Our research indicates that members of the media are most likely to attribute crimes to hate and bigotry when sexual minorities are victims and least likely to do so when Christians are victims. Again, sexual minorities are even more likely to be seen as victims than African-Americans. It is possible that sexual minorities are more likely to be victimized. However, it is also possible that reports of sexual minorities as victims of hate are published more frequently because media personnel are primed to think of sexual minorities as victims more readily than other social groups.

Although Christians are not seen as having a claim of victimization, this does not mean that reporters and editors are unwilling to report on crimes where Christians have been harmed. We did not find a statistically significant difference in the willingness of reporters and editors to put the Baptist church story in the front section of the paper or to cover it at all when compared to the story about the mosque. It is unfair to argue that media personnel would not care if Christians died in a church shooting. Nevertheless, our respondents were not as likely to see the crime as a result of hatred of Christians as they were to see the exact same crime as a result of the hatred of Muslims. Likewise, our respondents were less likely to see the hateful professor as singling out Christians as opposed to singling out gays. It seems less likely that reporters and editors see attacks against Christians as based on a hatred of Christians and more likely to see them as bad things that happen to have happened to Christians.

Christianophobia

My earlier work on Christianophobia may shed light on why we found such a difference. In that work, I discovered that those with irrational hatred of Christians were more likely to be white, male, highly educated, wealthy, politically progressive, and non-religious. Except for wealth, these are characteristics that tend to be found among many in the news media. Thus, they may either have some degree of anti-Christian bias themselves, or they may work in a subculture where such bias is commonplace. This may make it harder for them to accept that anti-Christian hatred exists and can have real consequences.

An important implication of this finding is that activists of different social groups have contrasting incentives in using the media to press their case.
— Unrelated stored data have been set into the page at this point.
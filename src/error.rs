//! Unified error type.

use std::net::IpAddr;
use std::path::PathBuf;

/// The error type returned by plinth's fallible operations.
///
/// Application-level failures (404, 500, etc.) are expressed as HTTP
/// [`Response`](crate::Response) values, not as `Error`s. This type covers
/// construction problems (bad address, bad TLS material, malformed route)
/// and lifecycle state conflicts (starting a running server, stopping a
/// stopped one). Per-route middleware resolution problems are logged and
/// skipped — they never surface here.
#[derive(Debug, thiserror::Error)]
pub enum Error {
    /// The configured bind address is not a valid `host:port` string.
    #[error("invalid bind address `{address}`: {source}")]
    Address {
        address: String,
        source: std::net::AddrParseError,
    },

    /// An IP override was given that is not an IPv4 address.
    #[error("invalid server IP `{0}`: only IPv4 is supported")]
    InvalidIp(IpAddr),

    /// The TLS certificate or private key could not be loaded.
    #[error("failed to load TLS material from `{path}`: {reason}")]
    Tls { path: PathBuf, reason: String },

    /// A route path or prefix could not be installed into the router.
    #[error("invalid route `{path}` under prefix `{prefix}`: {source}")]
    Route {
        prefix: String,
        path: String,
        source: matchit::InsertError,
    },

    /// A start was requested while the server is already starting or running.
    #[error("server is already running (or starting) on {0}")]
    AlreadyActive(String),

    /// A stop was requested while the server is already stopped.
    #[error("server is already stopped and not listening on {0}")]
    AlreadyStopped(String),

    /// An HTTPS start was requested without configured TLS material.
    #[error("https server can not start without a certificate and private key")]
    TlsNotConfigured,
}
Activists for sexual minorities can count on a sympathetic media that will allow them to illustrate ways they have been victimized. Christian activists cannot count on the media to express their frustrations at being victimized. This difference may result in a lack of trust on the part of many Christians toward major media outlets and make them more vulnerable to believing President Trump when he talks of “fake news.”

Conclusion

Ultimately it is in the interest of media personnel to address possible bias within their ranks. Much of the media fragmentation may be tied to the frustration of certain groups who feel that their interests are not addressed by mainstream media entities. Concerning the issue in this essay, I suggest that developing uniform criteria for labeling incidents as “hate” can be an initial step toward directly addressing that particular way bias has manifested itself. As other issues of bias emerge from future examination of our data or other research, future steps can be taken to address media bias. If members of the media are more intentional in addressing their bias, then perhaps they can reduce the appeal of alternative media outlets by increasing the level of trust within social groups that today do not feel represented in the media.